# Task instructions
Below are the records; copy out every line that holds the word "DomainError".

# Data supplied

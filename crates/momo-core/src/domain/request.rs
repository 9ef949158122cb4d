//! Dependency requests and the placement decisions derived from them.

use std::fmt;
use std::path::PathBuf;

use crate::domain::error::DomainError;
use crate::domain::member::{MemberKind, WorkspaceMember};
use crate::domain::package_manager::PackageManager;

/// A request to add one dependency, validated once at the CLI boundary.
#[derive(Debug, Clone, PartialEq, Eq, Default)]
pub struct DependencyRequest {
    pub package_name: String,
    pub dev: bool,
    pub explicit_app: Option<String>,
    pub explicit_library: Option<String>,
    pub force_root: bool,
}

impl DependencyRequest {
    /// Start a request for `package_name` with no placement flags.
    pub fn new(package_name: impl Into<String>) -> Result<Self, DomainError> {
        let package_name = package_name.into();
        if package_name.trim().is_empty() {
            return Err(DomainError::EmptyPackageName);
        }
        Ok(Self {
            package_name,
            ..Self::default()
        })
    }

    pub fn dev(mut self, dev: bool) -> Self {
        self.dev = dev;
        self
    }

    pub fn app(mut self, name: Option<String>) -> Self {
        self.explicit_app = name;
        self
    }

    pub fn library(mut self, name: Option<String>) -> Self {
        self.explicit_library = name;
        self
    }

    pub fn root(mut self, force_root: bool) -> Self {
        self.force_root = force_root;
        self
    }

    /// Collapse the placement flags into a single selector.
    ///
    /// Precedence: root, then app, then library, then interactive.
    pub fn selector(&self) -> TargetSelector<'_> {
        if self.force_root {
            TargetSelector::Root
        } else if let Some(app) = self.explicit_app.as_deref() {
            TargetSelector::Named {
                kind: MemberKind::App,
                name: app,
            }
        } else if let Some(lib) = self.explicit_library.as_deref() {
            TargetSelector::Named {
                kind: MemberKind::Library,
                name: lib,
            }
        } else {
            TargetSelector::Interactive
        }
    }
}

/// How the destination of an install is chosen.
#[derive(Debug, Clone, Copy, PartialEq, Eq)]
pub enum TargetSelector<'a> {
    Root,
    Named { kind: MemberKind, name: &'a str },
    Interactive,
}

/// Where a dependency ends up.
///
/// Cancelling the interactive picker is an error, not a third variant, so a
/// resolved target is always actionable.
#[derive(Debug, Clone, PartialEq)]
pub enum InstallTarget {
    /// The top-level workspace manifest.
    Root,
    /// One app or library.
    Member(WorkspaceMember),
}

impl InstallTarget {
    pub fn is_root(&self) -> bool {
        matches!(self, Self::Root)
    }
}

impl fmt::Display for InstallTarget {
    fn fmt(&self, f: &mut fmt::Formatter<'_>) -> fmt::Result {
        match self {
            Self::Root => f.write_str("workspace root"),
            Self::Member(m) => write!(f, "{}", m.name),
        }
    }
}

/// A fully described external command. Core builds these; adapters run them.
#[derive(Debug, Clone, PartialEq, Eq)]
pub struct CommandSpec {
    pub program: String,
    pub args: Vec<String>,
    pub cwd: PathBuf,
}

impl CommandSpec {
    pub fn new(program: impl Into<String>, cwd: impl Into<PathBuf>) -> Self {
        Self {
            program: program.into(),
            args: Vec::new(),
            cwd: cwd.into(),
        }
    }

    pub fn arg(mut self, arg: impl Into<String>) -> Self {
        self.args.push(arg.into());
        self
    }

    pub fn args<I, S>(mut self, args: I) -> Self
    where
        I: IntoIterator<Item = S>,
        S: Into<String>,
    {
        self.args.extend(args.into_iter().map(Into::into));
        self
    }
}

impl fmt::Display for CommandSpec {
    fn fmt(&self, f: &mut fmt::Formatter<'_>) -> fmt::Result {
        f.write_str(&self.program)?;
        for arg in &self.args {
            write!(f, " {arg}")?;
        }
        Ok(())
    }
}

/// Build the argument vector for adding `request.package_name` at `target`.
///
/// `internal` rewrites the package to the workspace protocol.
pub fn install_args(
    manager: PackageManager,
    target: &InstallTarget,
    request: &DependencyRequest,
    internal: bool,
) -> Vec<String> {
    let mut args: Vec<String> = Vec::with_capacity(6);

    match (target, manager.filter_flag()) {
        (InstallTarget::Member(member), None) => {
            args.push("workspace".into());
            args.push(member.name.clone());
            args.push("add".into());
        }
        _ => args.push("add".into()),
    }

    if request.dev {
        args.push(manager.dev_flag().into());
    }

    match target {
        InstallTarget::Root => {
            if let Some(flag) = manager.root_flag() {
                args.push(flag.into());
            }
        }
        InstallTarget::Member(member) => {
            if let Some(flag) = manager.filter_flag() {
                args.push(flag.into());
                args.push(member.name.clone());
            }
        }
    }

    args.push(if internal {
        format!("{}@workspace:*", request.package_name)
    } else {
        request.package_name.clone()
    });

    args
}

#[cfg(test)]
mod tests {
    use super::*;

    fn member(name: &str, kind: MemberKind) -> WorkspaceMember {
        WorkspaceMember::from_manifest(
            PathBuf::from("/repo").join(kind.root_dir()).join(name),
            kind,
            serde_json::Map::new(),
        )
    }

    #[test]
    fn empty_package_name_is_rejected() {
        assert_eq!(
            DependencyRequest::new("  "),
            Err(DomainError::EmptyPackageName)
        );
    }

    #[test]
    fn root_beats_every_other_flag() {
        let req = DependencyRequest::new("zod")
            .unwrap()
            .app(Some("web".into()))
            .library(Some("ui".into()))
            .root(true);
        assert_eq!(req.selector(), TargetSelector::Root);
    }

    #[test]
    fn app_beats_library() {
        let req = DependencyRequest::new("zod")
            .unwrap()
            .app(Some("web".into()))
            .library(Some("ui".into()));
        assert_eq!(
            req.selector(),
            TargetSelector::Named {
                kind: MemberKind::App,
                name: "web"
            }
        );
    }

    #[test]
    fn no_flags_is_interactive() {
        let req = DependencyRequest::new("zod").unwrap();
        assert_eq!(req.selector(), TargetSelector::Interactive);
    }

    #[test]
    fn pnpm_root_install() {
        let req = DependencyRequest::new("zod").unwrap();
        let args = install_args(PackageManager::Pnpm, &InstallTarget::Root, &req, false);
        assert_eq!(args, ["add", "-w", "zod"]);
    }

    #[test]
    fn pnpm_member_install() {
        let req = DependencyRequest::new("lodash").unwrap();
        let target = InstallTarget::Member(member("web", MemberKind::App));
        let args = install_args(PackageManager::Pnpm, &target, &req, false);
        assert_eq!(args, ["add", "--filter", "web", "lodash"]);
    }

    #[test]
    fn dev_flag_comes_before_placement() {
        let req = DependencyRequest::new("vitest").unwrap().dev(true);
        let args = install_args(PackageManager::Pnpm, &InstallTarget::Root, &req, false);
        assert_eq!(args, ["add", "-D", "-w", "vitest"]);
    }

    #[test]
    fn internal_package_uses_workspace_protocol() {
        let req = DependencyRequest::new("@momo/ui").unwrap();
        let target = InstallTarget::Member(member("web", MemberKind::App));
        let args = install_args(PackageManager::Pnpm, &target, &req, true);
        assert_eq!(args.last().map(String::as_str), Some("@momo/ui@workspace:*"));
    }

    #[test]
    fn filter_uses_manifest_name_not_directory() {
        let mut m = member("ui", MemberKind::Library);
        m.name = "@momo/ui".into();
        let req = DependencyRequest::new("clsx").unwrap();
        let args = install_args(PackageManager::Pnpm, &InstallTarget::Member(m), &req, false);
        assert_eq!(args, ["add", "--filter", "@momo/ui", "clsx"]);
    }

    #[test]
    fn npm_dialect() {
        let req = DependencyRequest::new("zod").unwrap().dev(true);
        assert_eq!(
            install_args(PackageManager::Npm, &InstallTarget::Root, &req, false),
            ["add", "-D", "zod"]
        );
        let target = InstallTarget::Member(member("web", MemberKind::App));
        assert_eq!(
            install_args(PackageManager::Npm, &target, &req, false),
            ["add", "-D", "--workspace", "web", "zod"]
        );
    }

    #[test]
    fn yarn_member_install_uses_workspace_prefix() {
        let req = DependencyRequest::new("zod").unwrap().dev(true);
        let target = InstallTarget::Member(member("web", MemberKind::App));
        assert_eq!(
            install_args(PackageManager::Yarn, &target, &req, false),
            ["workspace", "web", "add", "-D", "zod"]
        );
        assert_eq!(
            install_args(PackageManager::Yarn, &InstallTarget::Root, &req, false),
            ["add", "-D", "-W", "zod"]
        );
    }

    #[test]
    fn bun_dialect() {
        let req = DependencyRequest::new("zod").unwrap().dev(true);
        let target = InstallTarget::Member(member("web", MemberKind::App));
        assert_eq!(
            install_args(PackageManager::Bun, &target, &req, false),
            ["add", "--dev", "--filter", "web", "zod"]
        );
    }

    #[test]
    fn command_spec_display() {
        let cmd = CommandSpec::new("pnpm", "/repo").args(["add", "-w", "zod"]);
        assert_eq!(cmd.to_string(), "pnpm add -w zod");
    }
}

---

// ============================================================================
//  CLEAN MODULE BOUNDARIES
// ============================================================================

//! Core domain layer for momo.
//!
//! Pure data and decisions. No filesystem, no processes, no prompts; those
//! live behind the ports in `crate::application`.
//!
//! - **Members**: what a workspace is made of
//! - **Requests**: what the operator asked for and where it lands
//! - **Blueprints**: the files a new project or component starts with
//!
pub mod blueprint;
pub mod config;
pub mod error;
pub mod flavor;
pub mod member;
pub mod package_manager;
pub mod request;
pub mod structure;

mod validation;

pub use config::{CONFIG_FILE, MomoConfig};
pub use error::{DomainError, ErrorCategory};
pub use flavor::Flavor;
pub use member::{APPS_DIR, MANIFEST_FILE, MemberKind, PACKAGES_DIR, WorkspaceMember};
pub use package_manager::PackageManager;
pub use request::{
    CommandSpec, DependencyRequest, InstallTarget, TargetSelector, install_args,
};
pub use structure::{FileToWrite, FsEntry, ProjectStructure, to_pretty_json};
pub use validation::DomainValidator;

# Written response
use crate::domain::error::DomainError;
    pub fn new(package_name: impl Into<String>) -> Result<Self, DomainError> {
            return Err(DomainError::EmptyPackageName);
            Err(DomainError::EmptyPackageName)
pub use error::{DomainError, ErrorCategory};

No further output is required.